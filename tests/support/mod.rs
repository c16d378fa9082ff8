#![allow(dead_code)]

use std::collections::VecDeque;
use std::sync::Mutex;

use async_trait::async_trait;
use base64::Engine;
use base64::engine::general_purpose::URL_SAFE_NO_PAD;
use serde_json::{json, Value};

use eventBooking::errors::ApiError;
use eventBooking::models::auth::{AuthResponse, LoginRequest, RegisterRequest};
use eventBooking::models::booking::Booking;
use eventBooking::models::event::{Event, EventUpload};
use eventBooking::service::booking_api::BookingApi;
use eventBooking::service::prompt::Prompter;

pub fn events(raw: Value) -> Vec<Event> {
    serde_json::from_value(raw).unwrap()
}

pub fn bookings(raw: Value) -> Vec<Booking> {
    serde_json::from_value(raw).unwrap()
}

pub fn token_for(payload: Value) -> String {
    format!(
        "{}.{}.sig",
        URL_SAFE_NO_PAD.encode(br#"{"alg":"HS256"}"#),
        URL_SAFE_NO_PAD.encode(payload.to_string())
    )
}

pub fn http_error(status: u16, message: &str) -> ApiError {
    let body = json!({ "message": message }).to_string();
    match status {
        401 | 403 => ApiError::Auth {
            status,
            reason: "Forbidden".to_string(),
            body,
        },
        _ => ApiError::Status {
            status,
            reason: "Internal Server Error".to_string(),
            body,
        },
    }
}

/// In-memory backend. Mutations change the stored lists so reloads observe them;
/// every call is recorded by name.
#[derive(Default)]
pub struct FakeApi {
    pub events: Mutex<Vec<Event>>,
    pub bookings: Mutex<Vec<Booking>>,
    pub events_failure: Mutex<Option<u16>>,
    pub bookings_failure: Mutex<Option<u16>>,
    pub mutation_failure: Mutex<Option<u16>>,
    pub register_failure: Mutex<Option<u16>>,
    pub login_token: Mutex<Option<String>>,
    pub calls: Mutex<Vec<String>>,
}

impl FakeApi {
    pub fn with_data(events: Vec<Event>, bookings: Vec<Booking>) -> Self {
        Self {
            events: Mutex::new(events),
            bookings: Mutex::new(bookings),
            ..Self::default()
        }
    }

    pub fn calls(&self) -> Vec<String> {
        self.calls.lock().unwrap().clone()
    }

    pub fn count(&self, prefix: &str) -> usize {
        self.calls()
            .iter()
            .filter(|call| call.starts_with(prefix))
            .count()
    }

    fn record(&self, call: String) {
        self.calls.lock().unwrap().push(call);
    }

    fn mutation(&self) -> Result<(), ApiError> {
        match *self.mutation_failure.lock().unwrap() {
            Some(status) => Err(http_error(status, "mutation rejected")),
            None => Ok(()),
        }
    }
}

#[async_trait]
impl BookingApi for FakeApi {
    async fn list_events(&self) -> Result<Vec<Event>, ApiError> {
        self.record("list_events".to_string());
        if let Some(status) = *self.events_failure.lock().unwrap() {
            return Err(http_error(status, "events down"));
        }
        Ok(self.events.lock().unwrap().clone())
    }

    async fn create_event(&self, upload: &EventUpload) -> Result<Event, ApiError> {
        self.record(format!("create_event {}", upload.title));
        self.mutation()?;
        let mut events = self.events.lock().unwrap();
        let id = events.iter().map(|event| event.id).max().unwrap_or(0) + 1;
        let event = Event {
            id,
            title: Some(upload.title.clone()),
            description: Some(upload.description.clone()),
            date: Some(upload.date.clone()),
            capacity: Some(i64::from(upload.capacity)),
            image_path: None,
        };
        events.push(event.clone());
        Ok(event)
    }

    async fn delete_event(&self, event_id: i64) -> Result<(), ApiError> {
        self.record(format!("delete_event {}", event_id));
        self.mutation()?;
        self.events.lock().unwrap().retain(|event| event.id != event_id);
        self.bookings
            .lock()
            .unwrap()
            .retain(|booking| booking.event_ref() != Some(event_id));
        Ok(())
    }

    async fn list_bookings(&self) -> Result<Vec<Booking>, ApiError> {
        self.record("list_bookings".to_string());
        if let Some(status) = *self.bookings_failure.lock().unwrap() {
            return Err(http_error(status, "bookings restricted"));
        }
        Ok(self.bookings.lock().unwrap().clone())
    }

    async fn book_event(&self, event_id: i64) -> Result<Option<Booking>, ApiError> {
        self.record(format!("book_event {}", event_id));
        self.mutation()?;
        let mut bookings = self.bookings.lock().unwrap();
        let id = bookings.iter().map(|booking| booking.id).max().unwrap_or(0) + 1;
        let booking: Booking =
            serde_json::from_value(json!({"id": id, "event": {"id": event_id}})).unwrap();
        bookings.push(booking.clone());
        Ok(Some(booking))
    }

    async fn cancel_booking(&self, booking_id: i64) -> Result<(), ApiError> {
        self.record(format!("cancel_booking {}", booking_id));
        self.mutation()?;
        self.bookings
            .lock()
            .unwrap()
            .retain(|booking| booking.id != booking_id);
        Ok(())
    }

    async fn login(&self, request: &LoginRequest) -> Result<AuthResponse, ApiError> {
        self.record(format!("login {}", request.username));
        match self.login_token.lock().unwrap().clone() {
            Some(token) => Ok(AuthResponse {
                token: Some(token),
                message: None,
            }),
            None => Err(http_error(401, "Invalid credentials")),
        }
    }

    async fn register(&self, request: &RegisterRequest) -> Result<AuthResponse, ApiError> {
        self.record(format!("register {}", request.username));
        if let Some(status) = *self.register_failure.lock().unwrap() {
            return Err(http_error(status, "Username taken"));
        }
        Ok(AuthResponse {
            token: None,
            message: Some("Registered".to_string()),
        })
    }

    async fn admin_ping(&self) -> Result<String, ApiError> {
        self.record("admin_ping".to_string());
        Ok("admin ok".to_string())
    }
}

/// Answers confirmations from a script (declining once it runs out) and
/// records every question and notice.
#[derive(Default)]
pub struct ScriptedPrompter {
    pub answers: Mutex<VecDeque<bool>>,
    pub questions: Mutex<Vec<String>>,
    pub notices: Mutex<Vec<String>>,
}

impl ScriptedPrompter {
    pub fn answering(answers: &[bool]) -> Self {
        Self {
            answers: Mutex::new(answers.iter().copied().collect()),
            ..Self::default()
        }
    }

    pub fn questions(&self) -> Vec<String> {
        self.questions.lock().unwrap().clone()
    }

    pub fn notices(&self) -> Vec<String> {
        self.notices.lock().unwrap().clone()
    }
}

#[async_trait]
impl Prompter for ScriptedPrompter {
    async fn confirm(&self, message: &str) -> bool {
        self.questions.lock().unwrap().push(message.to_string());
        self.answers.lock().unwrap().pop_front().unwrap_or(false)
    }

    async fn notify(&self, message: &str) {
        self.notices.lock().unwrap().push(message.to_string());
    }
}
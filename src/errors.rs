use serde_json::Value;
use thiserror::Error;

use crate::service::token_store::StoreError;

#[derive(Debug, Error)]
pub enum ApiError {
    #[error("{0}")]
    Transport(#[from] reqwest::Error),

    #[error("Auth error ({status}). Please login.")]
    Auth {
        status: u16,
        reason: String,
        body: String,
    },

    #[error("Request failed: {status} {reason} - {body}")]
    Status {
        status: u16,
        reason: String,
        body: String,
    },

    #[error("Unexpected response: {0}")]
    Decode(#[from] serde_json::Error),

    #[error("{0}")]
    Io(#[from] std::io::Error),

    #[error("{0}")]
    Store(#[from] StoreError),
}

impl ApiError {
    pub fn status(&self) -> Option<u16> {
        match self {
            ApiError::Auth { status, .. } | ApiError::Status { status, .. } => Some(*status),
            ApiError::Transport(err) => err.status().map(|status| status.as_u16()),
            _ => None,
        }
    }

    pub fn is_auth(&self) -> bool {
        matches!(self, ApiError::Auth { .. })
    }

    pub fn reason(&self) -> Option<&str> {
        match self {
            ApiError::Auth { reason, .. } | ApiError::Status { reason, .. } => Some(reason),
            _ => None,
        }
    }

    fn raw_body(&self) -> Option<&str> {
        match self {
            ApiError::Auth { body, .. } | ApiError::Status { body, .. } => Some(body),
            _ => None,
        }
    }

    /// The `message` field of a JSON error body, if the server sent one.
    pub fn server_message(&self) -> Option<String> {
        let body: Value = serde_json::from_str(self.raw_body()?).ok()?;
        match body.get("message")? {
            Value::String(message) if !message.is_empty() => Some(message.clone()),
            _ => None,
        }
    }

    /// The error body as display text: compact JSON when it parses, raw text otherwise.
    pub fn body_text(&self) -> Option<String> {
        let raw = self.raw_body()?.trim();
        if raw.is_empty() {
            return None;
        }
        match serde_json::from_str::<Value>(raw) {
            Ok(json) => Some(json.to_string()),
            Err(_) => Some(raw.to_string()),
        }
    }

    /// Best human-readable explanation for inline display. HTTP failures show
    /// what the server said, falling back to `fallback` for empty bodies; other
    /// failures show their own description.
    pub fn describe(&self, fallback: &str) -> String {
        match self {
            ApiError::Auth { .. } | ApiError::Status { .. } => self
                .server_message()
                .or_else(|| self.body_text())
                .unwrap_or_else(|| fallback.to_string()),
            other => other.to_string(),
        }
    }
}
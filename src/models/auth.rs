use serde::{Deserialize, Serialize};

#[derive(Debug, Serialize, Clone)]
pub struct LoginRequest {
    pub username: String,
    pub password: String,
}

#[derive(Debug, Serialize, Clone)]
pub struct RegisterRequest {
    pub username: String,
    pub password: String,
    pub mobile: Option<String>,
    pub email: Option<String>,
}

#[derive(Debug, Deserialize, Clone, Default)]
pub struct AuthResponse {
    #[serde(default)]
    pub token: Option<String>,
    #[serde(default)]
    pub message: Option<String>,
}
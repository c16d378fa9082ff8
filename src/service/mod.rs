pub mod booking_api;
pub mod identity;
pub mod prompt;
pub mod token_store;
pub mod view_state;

▬▬▬▬▬▬▬▬▬▬

• WHAT TO WORK ON:
Only lines holding the word "impl" are wanted; list them all from the material.

• RESPONSE AREA:
impl FakeApi {
impl BookingApi for FakeApi {
impl ScriptedPrompter {
impl Prompter for ScriptedPrompter {
impl ApiError {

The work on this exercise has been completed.